══ STUDY MATERIAL ══
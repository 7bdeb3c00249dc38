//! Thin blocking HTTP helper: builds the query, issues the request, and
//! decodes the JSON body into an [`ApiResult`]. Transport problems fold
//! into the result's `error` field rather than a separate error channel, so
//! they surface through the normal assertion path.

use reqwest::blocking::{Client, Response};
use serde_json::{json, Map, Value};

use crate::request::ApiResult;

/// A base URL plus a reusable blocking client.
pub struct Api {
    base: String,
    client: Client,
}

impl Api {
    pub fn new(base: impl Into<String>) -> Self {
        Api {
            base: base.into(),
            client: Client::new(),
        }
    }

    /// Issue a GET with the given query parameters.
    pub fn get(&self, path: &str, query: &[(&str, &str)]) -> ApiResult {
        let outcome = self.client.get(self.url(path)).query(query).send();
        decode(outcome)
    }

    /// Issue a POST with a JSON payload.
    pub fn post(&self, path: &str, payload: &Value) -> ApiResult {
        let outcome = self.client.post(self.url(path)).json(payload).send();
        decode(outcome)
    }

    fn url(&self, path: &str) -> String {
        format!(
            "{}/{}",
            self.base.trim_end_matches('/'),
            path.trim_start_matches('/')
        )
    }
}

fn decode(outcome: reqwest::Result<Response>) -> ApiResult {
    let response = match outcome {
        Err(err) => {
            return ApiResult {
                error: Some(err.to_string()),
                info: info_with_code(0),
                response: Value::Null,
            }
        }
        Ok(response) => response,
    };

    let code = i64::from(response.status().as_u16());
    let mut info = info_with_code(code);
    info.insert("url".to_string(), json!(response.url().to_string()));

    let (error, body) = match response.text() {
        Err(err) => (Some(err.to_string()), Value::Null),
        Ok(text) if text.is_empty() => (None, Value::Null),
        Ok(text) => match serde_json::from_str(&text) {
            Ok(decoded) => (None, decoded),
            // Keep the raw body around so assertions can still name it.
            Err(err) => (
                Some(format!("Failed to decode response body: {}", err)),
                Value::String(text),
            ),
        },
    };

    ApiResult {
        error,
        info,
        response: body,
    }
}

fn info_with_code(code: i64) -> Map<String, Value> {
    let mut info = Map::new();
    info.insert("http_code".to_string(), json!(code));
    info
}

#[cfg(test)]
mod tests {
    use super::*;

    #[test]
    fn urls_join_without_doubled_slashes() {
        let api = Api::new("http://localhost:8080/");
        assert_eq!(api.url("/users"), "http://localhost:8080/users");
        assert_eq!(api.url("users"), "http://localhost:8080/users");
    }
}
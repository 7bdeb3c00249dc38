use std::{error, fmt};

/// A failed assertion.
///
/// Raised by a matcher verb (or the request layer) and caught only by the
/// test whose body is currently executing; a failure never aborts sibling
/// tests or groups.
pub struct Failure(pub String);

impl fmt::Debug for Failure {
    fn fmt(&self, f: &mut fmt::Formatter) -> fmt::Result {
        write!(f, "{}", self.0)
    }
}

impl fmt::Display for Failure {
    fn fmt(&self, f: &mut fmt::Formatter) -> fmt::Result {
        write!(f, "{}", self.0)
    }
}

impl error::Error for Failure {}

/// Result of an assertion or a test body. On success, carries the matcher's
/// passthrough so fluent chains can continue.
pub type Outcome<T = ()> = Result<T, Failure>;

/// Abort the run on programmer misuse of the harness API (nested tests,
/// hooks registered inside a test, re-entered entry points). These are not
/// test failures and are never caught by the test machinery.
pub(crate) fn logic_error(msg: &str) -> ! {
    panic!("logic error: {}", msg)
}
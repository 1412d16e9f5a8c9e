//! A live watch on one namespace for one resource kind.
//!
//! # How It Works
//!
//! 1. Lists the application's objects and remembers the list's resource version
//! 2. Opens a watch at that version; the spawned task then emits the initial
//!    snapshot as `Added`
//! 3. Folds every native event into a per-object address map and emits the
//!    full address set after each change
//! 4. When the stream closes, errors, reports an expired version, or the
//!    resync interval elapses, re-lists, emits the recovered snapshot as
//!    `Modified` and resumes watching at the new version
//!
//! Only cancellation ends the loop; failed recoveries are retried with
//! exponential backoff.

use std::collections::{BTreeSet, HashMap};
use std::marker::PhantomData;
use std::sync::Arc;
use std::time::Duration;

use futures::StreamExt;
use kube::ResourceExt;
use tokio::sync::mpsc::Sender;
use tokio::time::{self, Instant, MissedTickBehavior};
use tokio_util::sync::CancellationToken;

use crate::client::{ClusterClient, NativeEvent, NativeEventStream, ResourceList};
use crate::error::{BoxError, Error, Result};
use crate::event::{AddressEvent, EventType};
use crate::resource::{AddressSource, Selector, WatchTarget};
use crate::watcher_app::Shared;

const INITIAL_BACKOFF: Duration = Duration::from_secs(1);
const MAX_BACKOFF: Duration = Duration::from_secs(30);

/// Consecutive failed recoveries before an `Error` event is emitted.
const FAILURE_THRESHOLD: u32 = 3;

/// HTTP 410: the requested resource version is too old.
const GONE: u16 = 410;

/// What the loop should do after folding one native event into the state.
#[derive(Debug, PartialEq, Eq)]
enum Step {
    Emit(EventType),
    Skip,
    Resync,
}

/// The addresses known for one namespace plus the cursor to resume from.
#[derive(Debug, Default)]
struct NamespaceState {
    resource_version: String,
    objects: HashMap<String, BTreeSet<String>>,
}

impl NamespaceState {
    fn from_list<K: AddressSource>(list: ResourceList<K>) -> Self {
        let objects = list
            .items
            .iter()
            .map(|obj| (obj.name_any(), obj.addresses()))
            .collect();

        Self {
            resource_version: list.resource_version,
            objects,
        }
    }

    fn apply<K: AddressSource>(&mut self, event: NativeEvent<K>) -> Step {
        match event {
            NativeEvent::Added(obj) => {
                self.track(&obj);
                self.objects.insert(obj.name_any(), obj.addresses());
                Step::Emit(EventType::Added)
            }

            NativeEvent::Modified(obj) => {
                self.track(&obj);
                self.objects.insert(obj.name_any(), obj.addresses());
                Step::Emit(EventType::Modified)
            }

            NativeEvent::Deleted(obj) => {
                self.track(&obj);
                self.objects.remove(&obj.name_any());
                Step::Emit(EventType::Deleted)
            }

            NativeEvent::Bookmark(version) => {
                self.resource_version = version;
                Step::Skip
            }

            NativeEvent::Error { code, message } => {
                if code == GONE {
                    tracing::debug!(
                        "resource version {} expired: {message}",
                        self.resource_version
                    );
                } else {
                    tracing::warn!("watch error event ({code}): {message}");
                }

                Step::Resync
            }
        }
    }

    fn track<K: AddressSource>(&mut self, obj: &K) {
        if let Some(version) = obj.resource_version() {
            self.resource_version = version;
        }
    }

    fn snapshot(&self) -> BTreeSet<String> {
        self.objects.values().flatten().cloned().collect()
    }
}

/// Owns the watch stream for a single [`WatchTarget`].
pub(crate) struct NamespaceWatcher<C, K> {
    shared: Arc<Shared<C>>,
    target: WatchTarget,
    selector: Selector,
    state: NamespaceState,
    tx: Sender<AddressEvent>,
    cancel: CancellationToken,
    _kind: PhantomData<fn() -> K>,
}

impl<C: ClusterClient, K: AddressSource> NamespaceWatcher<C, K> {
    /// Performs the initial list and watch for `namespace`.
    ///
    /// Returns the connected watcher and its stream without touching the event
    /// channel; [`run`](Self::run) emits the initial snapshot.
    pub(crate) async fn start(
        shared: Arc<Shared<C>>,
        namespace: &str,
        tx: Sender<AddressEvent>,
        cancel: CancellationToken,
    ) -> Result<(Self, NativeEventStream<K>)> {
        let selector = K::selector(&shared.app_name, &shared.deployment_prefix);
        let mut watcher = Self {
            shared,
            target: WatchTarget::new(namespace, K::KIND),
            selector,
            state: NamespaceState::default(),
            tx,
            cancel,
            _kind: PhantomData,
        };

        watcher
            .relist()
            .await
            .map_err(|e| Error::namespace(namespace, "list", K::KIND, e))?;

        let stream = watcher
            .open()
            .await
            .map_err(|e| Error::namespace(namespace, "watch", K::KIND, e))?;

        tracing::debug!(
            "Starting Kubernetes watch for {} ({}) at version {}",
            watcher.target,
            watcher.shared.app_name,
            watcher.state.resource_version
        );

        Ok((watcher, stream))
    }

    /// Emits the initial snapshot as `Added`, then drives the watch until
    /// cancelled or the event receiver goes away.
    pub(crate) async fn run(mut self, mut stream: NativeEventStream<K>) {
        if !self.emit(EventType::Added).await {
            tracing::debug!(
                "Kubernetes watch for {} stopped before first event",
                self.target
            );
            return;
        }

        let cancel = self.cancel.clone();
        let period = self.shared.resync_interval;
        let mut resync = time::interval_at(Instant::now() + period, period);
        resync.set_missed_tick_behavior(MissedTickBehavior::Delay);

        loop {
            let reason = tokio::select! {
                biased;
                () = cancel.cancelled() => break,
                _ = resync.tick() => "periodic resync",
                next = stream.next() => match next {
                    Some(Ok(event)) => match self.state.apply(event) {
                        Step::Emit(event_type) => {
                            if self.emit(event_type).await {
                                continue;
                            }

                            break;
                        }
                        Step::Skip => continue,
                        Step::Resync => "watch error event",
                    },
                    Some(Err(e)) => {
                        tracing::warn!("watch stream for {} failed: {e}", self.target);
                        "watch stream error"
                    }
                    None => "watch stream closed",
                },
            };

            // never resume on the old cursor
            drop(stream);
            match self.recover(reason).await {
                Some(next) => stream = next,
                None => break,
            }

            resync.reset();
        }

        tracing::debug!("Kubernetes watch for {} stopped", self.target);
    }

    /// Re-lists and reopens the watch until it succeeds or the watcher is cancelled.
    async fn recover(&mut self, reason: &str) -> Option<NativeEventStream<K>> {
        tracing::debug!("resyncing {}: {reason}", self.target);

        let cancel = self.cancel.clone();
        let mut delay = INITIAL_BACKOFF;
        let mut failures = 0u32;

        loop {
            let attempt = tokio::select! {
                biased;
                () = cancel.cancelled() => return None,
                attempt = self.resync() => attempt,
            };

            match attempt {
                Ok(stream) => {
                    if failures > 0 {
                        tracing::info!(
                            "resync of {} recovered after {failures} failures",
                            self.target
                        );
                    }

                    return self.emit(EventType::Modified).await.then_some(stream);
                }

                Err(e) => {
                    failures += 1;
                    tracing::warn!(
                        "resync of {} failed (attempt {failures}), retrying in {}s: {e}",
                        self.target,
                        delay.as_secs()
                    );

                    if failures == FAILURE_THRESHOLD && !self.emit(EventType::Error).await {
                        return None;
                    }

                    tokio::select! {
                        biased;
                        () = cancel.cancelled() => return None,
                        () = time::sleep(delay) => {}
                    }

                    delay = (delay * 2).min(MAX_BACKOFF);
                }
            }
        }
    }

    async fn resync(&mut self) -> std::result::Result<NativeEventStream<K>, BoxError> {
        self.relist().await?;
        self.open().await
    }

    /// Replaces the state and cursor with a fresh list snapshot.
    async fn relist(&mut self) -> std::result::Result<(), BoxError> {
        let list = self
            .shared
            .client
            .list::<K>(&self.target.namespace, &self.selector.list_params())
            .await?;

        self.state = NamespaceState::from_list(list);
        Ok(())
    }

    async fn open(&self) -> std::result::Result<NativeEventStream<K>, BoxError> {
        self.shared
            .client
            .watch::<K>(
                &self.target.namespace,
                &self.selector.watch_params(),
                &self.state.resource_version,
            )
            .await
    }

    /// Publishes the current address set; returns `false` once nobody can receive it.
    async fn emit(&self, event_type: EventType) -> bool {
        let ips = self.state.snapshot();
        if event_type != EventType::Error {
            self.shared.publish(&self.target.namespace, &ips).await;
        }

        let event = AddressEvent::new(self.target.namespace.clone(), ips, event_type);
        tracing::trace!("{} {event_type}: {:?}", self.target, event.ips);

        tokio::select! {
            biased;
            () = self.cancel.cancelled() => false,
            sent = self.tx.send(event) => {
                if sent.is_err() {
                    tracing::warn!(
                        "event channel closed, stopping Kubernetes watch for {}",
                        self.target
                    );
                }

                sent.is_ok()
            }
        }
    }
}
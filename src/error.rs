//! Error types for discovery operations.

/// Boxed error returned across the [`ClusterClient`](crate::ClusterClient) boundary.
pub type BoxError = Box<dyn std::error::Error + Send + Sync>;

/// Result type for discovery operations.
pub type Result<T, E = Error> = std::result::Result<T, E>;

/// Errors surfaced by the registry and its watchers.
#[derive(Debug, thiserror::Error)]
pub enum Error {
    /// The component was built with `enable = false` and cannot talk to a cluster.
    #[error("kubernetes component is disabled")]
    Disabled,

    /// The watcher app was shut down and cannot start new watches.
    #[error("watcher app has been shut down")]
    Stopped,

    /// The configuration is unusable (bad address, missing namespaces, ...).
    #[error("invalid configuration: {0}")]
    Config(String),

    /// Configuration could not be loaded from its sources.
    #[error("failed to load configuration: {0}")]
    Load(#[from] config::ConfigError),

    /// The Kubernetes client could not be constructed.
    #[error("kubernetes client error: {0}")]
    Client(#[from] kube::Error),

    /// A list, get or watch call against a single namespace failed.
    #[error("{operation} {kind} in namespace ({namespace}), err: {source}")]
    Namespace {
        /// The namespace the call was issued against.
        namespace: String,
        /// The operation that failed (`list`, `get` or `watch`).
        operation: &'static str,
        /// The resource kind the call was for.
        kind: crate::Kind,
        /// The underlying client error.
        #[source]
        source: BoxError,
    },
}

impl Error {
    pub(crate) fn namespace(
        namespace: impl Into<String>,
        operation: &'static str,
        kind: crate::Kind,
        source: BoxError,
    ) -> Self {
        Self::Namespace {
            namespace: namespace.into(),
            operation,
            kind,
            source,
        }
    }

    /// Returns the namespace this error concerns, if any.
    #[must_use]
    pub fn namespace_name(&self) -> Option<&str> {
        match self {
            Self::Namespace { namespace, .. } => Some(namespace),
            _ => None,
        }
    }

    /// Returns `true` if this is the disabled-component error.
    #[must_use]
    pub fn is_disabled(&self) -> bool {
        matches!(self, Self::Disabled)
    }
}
═══
:: WORK INSTRUCTION ::
Scan the material for the string "NamespaceState". Copy each line where it appears.

:: RESPONSE TO THIS TASK ::
struct NamespaceState {
impl NamespaceState {
    state: NamespaceState,
            state: NamespaceState::default(),
        self.state = NamespaceState::from_list(list);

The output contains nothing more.